Bristol Bay ecosystem    Credit: Apay’uq Art  


The call is out for nominees to fill one open seat on the state Board of Fisheries.

The opening stems from the Alaska Legislature’s giving a thumbs down to Governor Dunleavy’s appointment of Abe Williams, a longtime regional affairs director for the Pebble Mine.

Williams was rejected during a marathon six hour session on May 13 in what Representative Bryce Edgmon of Dillingham called a “drubbing” and added that Williams was “a polarizing figure that did not have the trust of people in the Bristol Bay region.”

Nearly 1,000 Alaskans spoke out against Williams’ appointment.

According to Alaska statutes, Dunleavy was required to name a replacement within 30 days but that time frame has come and gone.

Jeff Turner, Deputy Director of Communications, said in an email that “The Governor is taking additional time to receive input from all stakeholders before making a selection” and that “he has committed to filling the seat before the next Board of Fish meeting in October.”

By this past March, the Fish Board was scheduled to have finished up 275 proposals for Southeast Alaska, Prince William Sound and statewide shellfish.
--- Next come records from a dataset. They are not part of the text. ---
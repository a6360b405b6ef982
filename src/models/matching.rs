// src/models/matching.rs

use std::str::FromStr;

use serde::{Deserialize, Serialize};

use crate::error::{InputValidationError, UnknownModeError};
use crate::models::core::{GazetteRecord, RegistryRow};
use crate::models::stats::MatchRunStats;

/// Matching strategy selected by the caller.
#[derive(Debug, Clone, Copy, PartialEq, Eq, Serialize, Deserialize)]
pub enum MatchMode {
    Exact,
    Tokens,
    Fuzzy,
}

impl MatchMode {
    pub fn as_str(&self) -> &'static str {
        match self {
            MatchMode::Exact => "exact",
            MatchMode::Tokens => "tokens",
            MatchMode::Fuzzy => "fuzzy",
        }
    }
}

impl FromStr for MatchMode {
    type Err = UnknownModeError;

    fn from_str(s: &str) -> Result<Self, Self::Err> {
        match s.trim().to_lowercase().as_str() {
            "exact" => Ok(MatchMode::Exact),
            "tokens" => Ok(MatchMode::Tokens),
            "fuzzy" => Ok(MatchMode::Fuzzy),
            other => Err(UnknownModeError(other.to_string())),
        }
    }
}

/// Accept/review score cutoffs for the decision engine.
/// Both must lie in [0, 1] and `review` must not exceed `accept`.
#[derive(Debug, Clone, Copy, PartialEq, Serialize, Deserialize)]
pub struct MatchThresholds {
    pub accept: f64,
    pub review: f64,
}

impl Default for MatchThresholds {
    fn default() -> Self {
        Self {
            accept: 0.8,
            review: 0.5,
        }
    }
}

impl MatchThresholds {
    pub fn new(accept: f64, review: f64) -> Self {
        Self { accept, review }
    }

    pub fn validate(&self) -> Result<(), InputValidationError> {
        for value in [self.accept, self.review] {
            if !(0.0..=1.0).contains(&value) || value.is_nan() {
                return Err(InputValidationError::ThresholdOutOfRange(value));
            }
        }
        if self.review > self.accept {
            return Err(InputValidationError::ThresholdOrder {
                review: self.review,
                accept: self.accept,
            });
        }
        Ok(())
    }
}

/// One scored gazette/registry pairing produced during a matching run.
#[derive(Debug, Clone, Serialize, Deserialize)]
pub struct MatchCandidate {
    pub gazette: GazetteRecord,
    pub registry: RegistryRow,
    pub score: f64,
    pub mode: MatchMode,
}

/// Result of a matching run: accept-tier candidates (forwarded to
/// persistence), review-tier candidates (returned for manual disposition),
/// and run-level counters.
#[derive(Debug, Clone)]
pub struct MatchOutcome {
    pub accepted: Vec<MatchCandidate>,
    pub review: Vec<MatchCandidate>,
    pub stats: MatchRunStats,
}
But the normal meeting cycle was disrupted by the Covid pandemic.

Boards director Glenn Haight explains the new line up.

“Starting in October of 2021 it will do its work session followed by Prince William Sound meeting in November and December and the Southeast finfish and shellfish meetings in January and then in March do its statewide all shellfish meeting.”

Haight said the Governor’s nominee will serve on the board in the interim until the legislature, in joint session, makes a decision.

Then in October of 2022 the Fish Board’s work session will be followed by a 2 day P-cod meeting and fishery issues for Bristol Bay and Chignik, the Bering Sea, Arctic-Yukon- Kuskokwim and Alaska Peninsula regions.

The Fish Board regulates commercial, sport, subsistence and personal use fisheries in state waters, meaning out to three miles.

Currently, only one of the seven board seats is held by a person from a coastal region – John Jensen of Petersburg.

United Fishermen of Alaska said that Governor Dunleavy “is open to considering applicants from all across Alaska.”